TASK PROMPT:
Each record is to be written out exactly as it appears.

DATA EXTRACT:
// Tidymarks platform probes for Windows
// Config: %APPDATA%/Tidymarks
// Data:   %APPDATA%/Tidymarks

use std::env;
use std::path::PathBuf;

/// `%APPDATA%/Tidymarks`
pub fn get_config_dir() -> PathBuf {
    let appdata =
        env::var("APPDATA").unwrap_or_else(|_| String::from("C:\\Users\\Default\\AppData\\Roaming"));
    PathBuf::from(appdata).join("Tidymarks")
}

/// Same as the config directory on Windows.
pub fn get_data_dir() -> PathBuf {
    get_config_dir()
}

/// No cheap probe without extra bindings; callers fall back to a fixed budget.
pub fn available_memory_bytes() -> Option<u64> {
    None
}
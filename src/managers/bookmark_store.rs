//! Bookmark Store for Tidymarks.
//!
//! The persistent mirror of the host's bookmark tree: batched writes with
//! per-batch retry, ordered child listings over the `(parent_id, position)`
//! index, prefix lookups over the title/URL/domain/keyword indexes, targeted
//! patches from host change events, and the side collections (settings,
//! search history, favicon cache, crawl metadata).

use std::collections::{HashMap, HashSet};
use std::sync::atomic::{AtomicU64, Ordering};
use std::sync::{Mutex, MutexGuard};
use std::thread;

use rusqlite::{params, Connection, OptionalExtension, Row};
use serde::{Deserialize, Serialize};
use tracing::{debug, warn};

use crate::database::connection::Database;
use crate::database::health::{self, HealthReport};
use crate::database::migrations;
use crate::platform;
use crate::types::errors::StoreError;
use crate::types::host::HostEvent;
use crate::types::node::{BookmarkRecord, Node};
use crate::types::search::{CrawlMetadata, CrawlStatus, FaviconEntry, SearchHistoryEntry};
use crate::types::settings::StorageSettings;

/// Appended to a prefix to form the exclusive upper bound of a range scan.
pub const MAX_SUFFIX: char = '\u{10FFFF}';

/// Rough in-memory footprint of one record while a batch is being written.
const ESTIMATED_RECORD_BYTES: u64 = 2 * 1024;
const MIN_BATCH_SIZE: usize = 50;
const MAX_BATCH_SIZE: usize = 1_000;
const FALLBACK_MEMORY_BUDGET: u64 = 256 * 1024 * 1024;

OUTPUT BELOW:
// Tidymarks platform probes for Windows
// Config: %APPDATA%/Tidymarks
// Data:   %APPDATA%/Tidymarks

use std::env;
use std::path::PathBuf;

/// `%APPDATA%/Tidymarks`
pub fn get_config_dir() -> PathBuf {
    let appdata =
        env::var("APPDATA").unwrap_or_else(|_| String::from("C:\\Users\\Default\\AppData\\Roaming"));
    PathBuf::from(appdata).join("Tidymarks")
}

/// Same as the config directory on Windows.
pub fn get_data_dir() -> PathBuf {
    get_config_dir()
}

/// No cheap probe without extra bindings; callers fall back to a fixed budget.
pub fn available_memory_bytes() -> Option<u64> {
    None
}
filename src/managers/bookmark_store.rs
//! Bookmark Store for Tidymarks.
//!
//! The persistent mirror of the host's bookmark tree: batched writes with
//! per-batch retry, ordered child listings over the `(parent_id, position)`
//! index, prefix lookups over the title/URL/domain/keyword indexes, targeted
//! patches from host change events, and the side collections (settings,
//! search history, favicon cache, crawl metadata).

use std::collections::{HashMap, HashSet};
use std::sync::atomic::{AtomicU64, Ordering};
use std::sync::{Mutex, MutexGuard};
use std::thread;

use rusqlite::{params, Connection, OptionalExtension, Row};
use serde::{Deserialize, Serialize};
use tracing::{debug, warn};

use crate::database::connection::Database;
use crate::database::health::{self, HealthReport};
use crate::database::migrations;
use crate::platform;
use crate::types::errors::StoreError;
use crate::types::host::HostEvent;
use crate::types::node::{BookmarkRecord, Node};
use crate::types::search::{CrawlMetadata, CrawlStatus, FaviconEntry, SearchHistoryEntry};
use crate::types::settings::StorageSettings;

/// Appended to a prefix to form the exclusive upper bound of a range scan.
pub const MAX_SUFFIX: char = '\u{10FFFF}';

/// Rough in-memory footprint of one record while a batch is being written.
const ESTIMATED_RECORD_BYTES: u64 = 2 * 1024;
const MIN_BATCH_SIZE: usize = 50;
const MAX_BATCH_SIZE: usize = 1_000;
const FALLBACK_MEMORY_BUDGET: u64 = 256 * 1024 * 1024;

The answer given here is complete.